Reproduce precisely the lines between the start of the data below and the line with "if let Some(pattern)", both included.

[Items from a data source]
+ + +

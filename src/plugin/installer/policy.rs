//! 插件来源信任策略
//!
//! 在任何网络请求之前检查来源地址：
//! - 只接受 http / https，以及开启 `allow_file_sources` 时的 file://
//! - deny 列表优先于 allow 列表
//! - allow 列表为空时接受所有未被拒绝的主机
//!
//! 主机模式支持的通配符：
//! - 精确匹配: `plugins.example.com`
//! - 子域匹配: `*.example.com`
//! - 前缀匹配: `cdn-*`
//! - 任意主机: `*`

use serde::{Deserialize, Serialize};
use url::Url;

/// 来源策略配置
#[derive(Debug, Clone, Default, PartialEq, Serialize, Deserialize)]
#[serde(default)]
pub struct SourcePolicy {
    /// 允许的主机模式
    pub allow: Vec<String>,
    /// 拒绝的主机模式
    pub deny: Vec<String>,
    /// 是否允许 file:// 来源
    pub allow_file_sources: bool,
}

impl SourcePolicy {
    /// 检查来源，返回解析后的地址或拒绝原因
    pub fn check(&self, source: &str) -> Result<Url, String> {
        let url = Url::parse(source).map_err(|e| format!("无效的来源地址: {}", e))?;

        match url.scheme() {
            "http" | "https" => {}
            "file" => {
                if self.allow_file_sources {
                    return Ok(url);
                }
                return Err("不允许本地文件来源".to_string());
            }
            other => return Err(format!("不支持的协议: {}", other)),
        }

        let host = url
            .host_str()
            .map(|h| h.to_ascii_lowercase())
            .ok_or_else(|| "来源地址缺少主机名".to_string())?;

        if let Some(pattern) = self.deny.iter().find(|p| host_matches(p, &host)) {
            return Err(format!("主机 {} 命中拒绝规则 {}", host, pattern));
        }

        if !self.allow.is_empty() && !self.allow.iter().any(|p| host_matches(p, &host)) {
            return Err(format!("主机 {} 不在允许列表中", host));
        }

        Ok(url)
    }

    /// 检查模式格式，返回第一个无效模式
    pub fn invalid_pattern(&self) -> Option<&str> {
        self.allow
            .iter()
            .chain(self.deny.iter())
            .map(String::as_str)
            .find(|p| !is_valid_pattern(p))
    }
}

fn is_valid_pattern(pattern: &str) -> bool {
    !pattern.is_empty()
        && pattern.matches('*').count() <= 1
        && pattern
            .chars()
            .all(|c| c.is_ascii_alphanumeric() || matches!(c, '.' | '-' | '*' | '[' | ']' | ':'))
}

/// 检查主机模式是否匹配
fn host_matches(pattern: &str, host: &str) -> bool {
    let pattern = pattern.to_ascii_lowercase();

    if !pattern.contains('*') {
        return pattern == host;
    }

    let parts: Vec<&str> = pattern.split('*').collect();
    match parts.as_slice() {
        ["", ""] => true,
        // `*.example.com` 同时匹配 example.com 本身
        ["", suffix] => {
            host.ends_with(suffix) || suffix.strip_prefix('.').is_some_and(|bare| host == bare)
        }
        [prefix, ""] => host.starts_with(prefix),
        [prefix, suffix] => {
            host.len() >= prefix.len() + suffix.len()
                && host.starts_with(prefix)
                && host.ends_with(suffix)
        }
        _ => false,
    }
}

#[cfg(test)]
mod tests {
    use super::*;

    fn policy(allow: &[&str], deny: &[&str]) -> SourcePolicy {
        SourcePolicy {
            allow: allow.iter().map(|s| s.to_string()).collect(),
            deny: deny.iter().map(|s| s.to_string()).collect(),
            allow_file_sources: false,
        }
    }

    #[test]
    fn test_empty_policy_accepts_http() {
        let policy = SourcePolicy::default();
        assert!(policy.check("https://plugins.example.com/demo.zip").is_ok());
        assert!(policy.check("http://127.0.0.1:8080/demo.zip").is_ok());
    }

    #[test]
    fn test_rejects_unsupported_schemes() {
        let policy = SourcePolicy::default();
        assert!(policy.check("ftp://example.com/demo.zip").is_err());
        assert!(policy.check("file:///tmp/demo.zip").is_err());
        assert!(policy.check("not a url").is_err());
    }

    #[test]
    fn test_file_sources_when_enabled() {
        let policy = SourcePolicy {
            allow_file_sources: true,
            ..Default::default()
        };
        assert!(policy.check("file:///tmp/demo.zip").is_ok());
    }

    #[test]
    fn test_allow_list() {
        let policy = policy(&["*.example.com"], &[]);
        assert!(policy.check("https://cdn.example.com/a.zip").is_ok());
        assert!(policy.check("https://example.com/a.zip").is_ok());
        assert!(policy.check("https://evil.com/a.zip").is_err());
        assert!(policy.check("https://badexample.com/a.zip").is_err());
    }

    #[test]
    fn test_deny_wins_over_allow() {
        let policy = policy(&["*"], &["evil.example.com"]);
        assert!(policy.check("https://good.example.com/a.zip").is_ok());
        let err = policy.check("https://EVIL.example.com/a.zip").unwrap_err();
        assert!(err.contains("拒绝"));
    }

    #[test]
    fn test_host_patterns() {
        assert!(host_matches("cdn-*", "cdn-eu"));
        assert!(!host_matches("cdn-*", "edge-cdn"));
        assert!(host_matches("a*z", "abcz"));
        assert!(!host_matches("ab*ba", "aba"));
        assert!(host_matches("127.0.0.1", "127.0.0.1"));
    }

    #[test]
    fn test_invalid_pattern() {
        assert_eq!(policy(&["ok.com"], &[]).invalid_pattern(), None);
        assert_eq!(policy(&["a*b*c"], &[]).invalid_pattern(), Some("a*b*c"));
        assert_eq!(policy(&[], &["http://x"]).invalid_pattern(), Some("http://x"));
        assert_eq!(policy(&[""], &[]).invalid_pattern(), Some(""));
    }
}
//! Win condition checking: five or more stones in a row
//!
//! Overlines count as wins. The check is local to the triggering cell, so an
//! incremental check after each move agrees with a check on a rebuilt board.

use crate::board::{Board, Pos, Stone};

/// Direction vectors for line checking (4 directions)
pub const DIRECTIONS: [(i32, i32); 4] = [
    (0, 1),  // Horizontal
    (1, 0),  // Vertical
    (1, 1),  // Diagonal SE
    (1, -1), // Diagonal SW
];

/// Find the winning line through `pos` for `player`.
///
/// The cell at `pos` is treated as holding `player`'s stone. Returns the full
/// ordered run (five or more cells, `pos` included) on the first axis that
/// reaches five, or `None` when no axis does.
#[must_use]
pub fn check_win(board: &Board, pos: Pos, player: Stone) -> Option<Vec<Pos>> {
    if !player.is_player() {
        return None;
    }

    for &(dr, dc) in &DIRECTIONS {
        let mut line = vec![pos];

        // Extend in negative direction first
        let mut step = 1;
        while let Some(prev) = pos.offset(-dr, -dc, step) {
            if board.get(prev) != player {
                break;
            }
            line.insert(0, prev);
            step += 1;
        }

        // Extend in positive direction
        step = 1;
        while let Some(next) = pos.offset(dr, dc, step) {
            if board.get(next) != player {
                break;
            }
            line.push(next);
            step += 1;
        }

        if line.len() >= 5 {
            return Some(line);
        }
    }
    None
}

/// Fast five-in-a-row check at a specific position. No allocation.
#[inline]
#[must_use]
pub fn has_five_at_pos(board: &Board, pos: Pos, player: Stone) -> bool {
    player.is_player()
        && DIRECTIONS.iter().any(|&(dr, dc)| {
            1 + run_length(board, pos, dr, dc, player) + run_length(board, pos, -dr, -dc, player)
                >= 5
        })
}

/// Count consecutive `player` stones starting one step from `pos`.
#[inline]
fn run_length(board: &Board, pos: Pos, dr: i32, dc: i32, player: Stone) -> usize {
    (1..)
        .map_while(|step| pos.offset(dr, dc, step))
        .take_while(|&p| board.get(p) == player)
        .count()
}

/// Scan the whole board for any five of `player`'s stones.
#[must_use]
pub fn find_five_positions(board: &Board, player: Stone) -> Option<Vec<Pos>> {
    let stones = board.stones(player)?;
    stones.iter_ones().find_map(|pos| check_win(board, pos, player))
}

/// Check for a winner anywhere on the board.
#[must_use]
pub fn check_winner(board: &Board) -> Option<Stone> {
    [Stone::Black, Stone::White]
        .into_iter()
        .find(|&stone| find_five_positions(board, stone).is_some())
}
//! Board representation for Gomoku

pub mod bitboard;
pub mod board;


use serde::{Deserialize, Serialize};

// Re-exports
pub use bitboard::Bitboard;
pub use board::{create_empty_board, reconstruct_board, try_reconstruct_board, Board};

/// Board size (15x15)
pub const BOARD_SIZE: usize = 15;
pub const TOTAL_CELLS: usize = BOARD_SIZE * BOARD_SIZE; // 225

/// Stone colors
#[derive(Debug, Clone, Copy, PartialEq, Eq, Hash, Serialize, Deserialize)]
#[serde(rename_all = "lowercase")]
pub enum Stone {
    Empty,
    Black,
    White,
}

impl Stone {
    /// Get opponent color
    #[inline]
    pub fn opponent(self) -> Stone {
        match self {
            Stone::Black => Stone::White,
            Stone::White => Stone::Black,
            Stone::Empty => Stone::Empty,
        }
    }

    /// True for Black and White
    #[inline]
    pub fn is_player(self) -> bool {
        self != Stone::Empty
    }

    pub fn name(self) -> &'static str {
        match self {
            Stone::Black => "Black",
            Stone::White => "White",
            Stone::Empty => "Empty",
        }
    }
}

impl std::fmt::Display for Stone {
    fn fmt(&self, f: &mut std::fmt::Formatter<'_>) -> std::fmt::Result {
        f.write_str(self.name())
    }
}

/// Position on the board
#[derive(Debug, Clone, Copy, PartialEq, Eq, Hash, Serialize, Deserialize)]
pub struct Pos {
    pub row: u8,
    pub col: u8,
}

impl Pos {
    /// Panics on coordinates outside the board.
    #[inline]
    pub fn new(row: u8, col: u8) -> Self {
        assert!(
            (row as usize) < BOARD_SIZE && (col as usize) < BOARD_SIZE,
            "position ({row}, {col}) is off the {BOARD_SIZE}x{BOARD_SIZE} board"
        );
        Self { row, col }
    }

    /// Board center (7, 7)
    #[inline]
    pub const fn center() -> Self {
        Self {
            row: (BOARD_SIZE / 2) as u8,
            col: (BOARD_SIZE / 2) as u8,
        }
    }

    #[inline]
    pub fn to_index(self) -> usize {
        self.row as usize * BOARD_SIZE + self.col as usize
    }

    #[inline]
    pub fn from_index(idx: usize) -> Self {
        Self {
            row: (idx / BOARD_SIZE) as u8,
            col: (idx % BOARD_SIZE) as u8,
        }
    }

    #[inline]
    pub fn is_valid(row: i32, col: i32) -> bool {
        row >= 0 && row < BOARD_SIZE as i32 && col >= 0 && col < BOARD_SIZE as i32
    }

    /// Step `steps` cells along `(dr, dc)`, or `None` when that leaves the board.
    #[inline]
    #[allow(clippy::cast_possible_truncation, clippy::cast_sign_loss)]
    pub fn offset(self, dr: i32, dc: i32, steps: i32) -> Option<Pos> {
        let r = i32::from(self.row) + dr * steps;
        let c = i32::from(self.col) + dc * steps;
        Pos::is_valid(r, c).then(|| Pos::new(r as u8, c as u8))
    }

    /// Manhattan distance between two cells
    #[inline]
    pub fn manhattan(self, other: Pos) -> i32 {
        (i32::from(self.row) - i32::from(other.row)).abs()
            + (i32::from(self.col) - i32::from(other.col)).abs()
    }

    /// Chebyshev (king-move) distance between two cells
    #[inline]
    pub fn chebyshev(self, other: Pos) -> i32 {
        (i32::from(self.row) - i32::from(other.row))
            .abs()
            .max((i32::from(self.col) - i32::from(other.col)).abs())
    }
}

impl PartialOrd for Pos {
    fn partial_cmp(&self, other: &Self) -> Option<std::cmp::Ordering> {
        Some(self.cmp(other))
    }
}

impl Ord for Pos {
    fn cmp(&self, other: &Self) -> std::cmp::Ordering {
        self.to_index().cmp(&other.to_index())
    }
}

impl std::fmt::Display for Pos {
    fn fmt(&self, f: &mut std::fmt::Formatter<'_>) -> std::fmt::Result {
        write!(f, "({}, {})", self.row, self.col)
    }
}

/// A stone placed by a player, as recorded in a move history
#[derive(Debug, Clone, Copy, PartialEq, Eq, Hash, Serialize, Deserialize)]
pub struct Move {
    pub row: u8,
    pub col: u8,
    pub player: Stone,
}

impl Move {
    #[inline]
    pub fn new(pos: Pos, player: Stone) -> Self {
        Self {
            row: pos.row,
            col: pos.col,
            player,
        }
    }

    /// Panics when the move lies off the board.
    #[inline]
    pub fn pos(self) -> Pos {
        Pos::new(self.row, self.col)
    }
}
//! Gomoku rules, heuristic AI, match analysis and puzzles
//!
//! A freestyle Gomoku engine on a 15x15 board:
//! - Five or more in a row wins (overlines count)
//! - No captures, no forbidden moves
//! - Black moves first
//!
//! # Architecture
//!
//! The engine is organized into several modules:
//! - [`board`]: Board representation with bitboards, moves and reconstruction
//! - [`rules`]: Win detection
//! - [`eval`]: Per-cell shape classification and scoring
//! - [`engine`]: Difficulty-aware move selection
//! - [`analysis`]: Move-by-move review of a finished or running game
//! - [`puzzle`]: Tactical puzzle generation
//! - [`opening`]: Classical renju opening names
//! - [`config`]: Tunable weights and thresholds, loadable from TOML
//!
//! # Quick Start
//!
//! ```
//! use gomoku::{analyze_match, select_move, Board, Difficulty, Move, Pos, Stone};
//!
//! let mut board = Board::new();
//! let mut history = Vec::new();
//!
//! let opening = Move::new(Pos::new(7, 7), Stone::Black);
//! board.play(opening);
//! history.push(opening);
//!
//! // AI responds as White
//! if let Some(pos) = select_move(&board, Stone::White, Difficulty::Hard) {
//!     let reply = Move::new(pos, Stone::White);
//!     board.play(reply);
//!     history.push(reply);
//! }
//!
//! let review = analyze_match(&history);
//! assert_eq!(review.advantage_curve.len(), history.len() + 1);
//! ```
//!
//! # Move Priority
//!
//! On Hard and Extreme the selector follows this priority:
//! 1. Complete five
//! 2. Block the opponent's five
//! 3. Make an open four
//! 4. Stop the opponent's open four
//! 5. Double threat (Extreme only)
//! 6. Best blended attack/defense score
//!
//! All operations are pure: boards are taken by shared reference and results
//! are fresh values. Randomness comes from an injected [`rand::Rng`].

pub mod analysis;
pub mod board;
pub mod config;
pub mod engine;
pub mod error;
pub mod eval;
pub mod opening;
pub mod puzzle;
pub mod rules;

// Re-export commonly used types for convenience
pub use analysis::{
    analyze_match, AnalysisResult, MatchAnalyzer, MoveAnnotation, MoveType, PlayerStats,
};
pub use board::{
    create_empty_board, reconstruct_board, try_reconstruct_board, Board, Move, Pos, Stone,
    BOARD_SIZE,
};
pub use config::EngineConfig;
pub use engine::{select_move, select_move_with_rng, AIEngine, Difficulty, MoveReason, MoveResult};
pub use error::{BoardError, ConfigError};
pub use eval::{positional_score, Shape, ShapeWeights};
pub use opening::detect_opening;
pub use puzzle::{generate_puzzle, generate_puzzle_with_rng, PuzzleKind, PuzzleState};
pub use rules::check_win;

+ + +

EXERCISE RESULT -
filename src/plugin/installer/policy.rs
//! 插件来源信任策略
//!
//! 在任何网络请求之前检查来源地址：
//! - 只接受 http / https，以及开启 `allow_file_sources` 时的 file://
//! - deny 列表优先于 allow 列表
//! - allow 列表为空时接受所有未被拒绝的主机
//!
//! 主机模式支持的通配符：
//! - 精确匹配: `plugins.example.com`
//! - 子域匹配: `*.example.com`
//! - 前缀匹配: `cdn-*`
//! - 任意主机: `*`

use serde::{Deserialize, Serialize};
use url::Url;

/// 来源策略配置
#[derive(Debug, Clone, Default, PartialEq, Serialize, Deserialize)]
#[serde(default)]
pub struct SourcePolicy {
    /// 允许的主机模式
    pub allow: Vec<String>,
    /// 拒绝的主机模式
    pub deny: Vec<String>,
    /// 是否允许 file:// 来源
    pub allow_file_sources: bool,
}

impl SourcePolicy {
    /// 检查来源，返回解析后的地址或拒绝原因
    pub fn check(&self, source: &str) -> Result<Url, String> {
        let url = Url::parse(source).map_err(|e| format!("无效的来源地址: {}", e))?;

        match url.scheme() {
            "http" | "https" => {}
            "file" => {
                if self.allow_file_sources {
                    return Ok(url);
                }
                return Err("不允许本地文件来源".to_string());
            }
            other => return Err(format!("不支持的协议: {}", other)),
        }

        let host = url
            .host_str()
            .map(|h| h.to_ascii_lowercase())
            .ok_or_else(|| "来源地址缺少主机名".to_string())?;

        if let Some(pattern) = self.deny.iter().find(|p| host_matches(p, &host)) {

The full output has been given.